Tuesday, November 6, 2012


Since the appearance of cracks in bamboo are commonplace, I wanted to post this response on the topic to a letter from someone new to the instrument in the hopes that it presents a slightly different perspective to others who think they are presented with misfortune when this occurs.
...a hairline crack running through the thumb hole.
" Cracks are a condition of humanity.  They are in a large part what makes things unique.  If there were no cracks, we would all be exactly the same person.  The co-relate you found in this aspect to your instruments is no coincidence.  Embrace these little adjustments, for that is what they are.  Your instruments adjusting to their environment.  Interject your care and mindfulness and a symbiotic relationship will grow.

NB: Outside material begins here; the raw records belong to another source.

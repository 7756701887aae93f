//! `safeswap` command-line entry point.

mod cli;

use std::future::Future;
use std::sync::Arc;

use anyhow::{anyhow, bail, Context, Result};
use clap::Parser;
use safeswap_ops::{Orchestrator, OrchestratorConfig};
use safeswap_session::SessionScope;
use safeswap_store::MemoryStore;
use safeswap_types::tokens::{find_token, tokens_for_chain};
use safeswap_types::{format_amount, parse_amount, Address, RelayPath, RelayTask, Token};
use tokio::sync::watch;
use tracing::{info, instrument, warn};
use tracing_subscriber::EnvFilter;

use crate::cli::{Cli, Commands};

#[tokio::main]
async fn main() -> Result<()> {
    init_logging();
    let cli = Cli::parse();

    let config = match &cli.config {
        Some(path) => OrchestratorConfig::load(path)
            .with_context(|| format!("loading config from {}", path.display()))?,
        None => OrchestratorConfig::from_env().context("building config from environment")?,
    };

    match cli.command {
        Commands::Config => {
            println!("{:#?}", config);
            Ok(())
        }
        Commands::Tokens => {
            for token in tokens_for_chain(config.chain_id) {
                println!("{:<6} {:<3} {} {}", token.symbol, token.decimals, token.address, token.name);
            }
            Ok(())
        }
        Commands::Quote { from, to, amount } => handle_quote(config, &from, &to, &amount).await,
        Commands::Balances { account } => handle_balances(config, &account).await,
        Commands::Track { task_id, max_polls } => handle_track(config, task_id, max_polls).await,
    }
}

/// Compact logs on stderr, filtered by `RUST_LOG`.
fn init_logging() {
    use tracing_subscriber::{fmt, layer::SubscriberExt, util::SubscriberInitExt};

    let env_filter =
        EnvFilter::try_from_default_env().unwrap_or_else(|_| EnvFilter::new("safeswap=info,warn"));

    tracing_subscriber::registry()
        .with(fmt::layer().with_target(true).with_writer(std::io::stderr).compact())
        .with(env_filter)
        .init();
}

fn orchestrator(config: OrchestratorConfig) -> Result<Orchestrator> {
    Ok(Orchestrator::from_config(config, Arc::new(MemoryStore::new()))?)
}

fn token(chain_id: u64, query: &str) -> Result<Token> {
    find_token(chain_id, query).ok_or_else(|| anyhow!("unknown token {:?} on chain {}", query, chain_id))
}

#[instrument(skip(config))]
async fn handle_quote(config: OrchestratorConfig, from: &str, to: &str, amount: &str) -> Result<()> {
    let src = token(config.chain_id, from)?;
    let dst = token(config.chain_id, to)?;
    let amount_in = parse_amount(amount, src.decimals)?;
    if amount_in.is_zero() {
        bail!("amount must be positive");
    }

    let orchestrator = orchestrator(config)?;
    let amount_out = orchestrator.builder.quote(&src, &dst, amount_in).await?;
    println!(
        "{} {} -> {} {}",
        format_amount(amount_in, src.decimals),
        src.symbol,
        format_amount(amount_out, dst.decimals),
        dst.symbol
    );
    Ok(())
}

#[instrument(skip(config))]
async fn handle_balances(config: OrchestratorConfig, account: &str) -> Result<()> {
    let account: Address = account.parse().with_context(|| format!("invalid address {:?}", account))?;
    let orchestrator = orchestrator(config)?;
    let snapshot = orchestrator.poller.poll_once(account).await;
    println!("{}", serde_json::to_string_pretty(&snapshot)?);
    Ok(())
}

/// Close the tracking scope once `signal` fires.
///
/// `stop` stays alive when no signal handler can be installed, since a
/// dropped sender also closes the scope.
async fn watch_interrupt<F>(stop: watch::Sender<bool>, signal: F)
where
    F: Future<Output = std::io::Result<()>>,
{
    match signal.await {
        Ok(()) => {
            info!("interrupted, stopping tracker");
            stop.send_replace(true);
        }
        Err(e) => {
            warn!(error = %e, "cannot listen for Ctrl-C, tracking until done");
            std::future::pending::<()>().await;
            drop(stop);
        }
    }
}

#[instrument(skip(config))]
async fn handle_track(mut config: OrchestratorConfig, task_id: String, max_polls: Option<u32>) -> Result<()> {
    if max_polls.is_some() {
        config.max_polls = max_polls;
    }
    let chain_id = config.chain_id;
    let orchestrator = orchestrator(config)?;

    let (stop, scope) = SessionScope::detached(0);
    tokio::spawn(watch_interrupt(stop, tokio::signal::ctrl_c()));

    // The fee path is unknown for a task submitted elsewhere.
    let task = RelayTask::pending(task_id, chain_id, RelayPath::SelfFunded);
    let done = orchestrator.tracker.track(task, &scope).await?;
    println!("{}", serde_json::to_string_pretty(&done)?);
    Ok(())
}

My main 1.8 is an excellent point in example.  It was made for me by my sensei's father, a master craftsman.  He had the bamboo sitting in his workshop for 30 years waiting for the right situation to coax a top level shakuhachi out of it.  I was honoured to receive it from him.  For the first few years that I had it, I was never satisfied with the sound I was achieving from it.  I guessed that it was my inability to produce a good sound.  On one trip back to Canada in the winter, I took the instrument out of its case only to find that it had several long cracks right through to the bore.  It was unplayable.  I was heartbroken.  On return to Japan, I presented it to my sensei explaining how it happened and hoping that it could be revived   He looked at it and laughed (half out of shock and half out of recognition of the unforeseen twists that life often takes.)  He took it and gave it back to his father who returned it to me a few weeks later beautifully bound and playing better than it had ever played before.  I think that being exposed to an inhospitable climate in the winter of Canada relaxed some stresses that were inherent in the bamboo from its growth and certainly this instrument now has a wonderful, relaxed and contemplative tone.  I'm convinced that it offered me a chance to grow with it.
Do take heart.  All cracks offer the potential for growth and a slight change in direction.  Embrace that and use your good sense to move."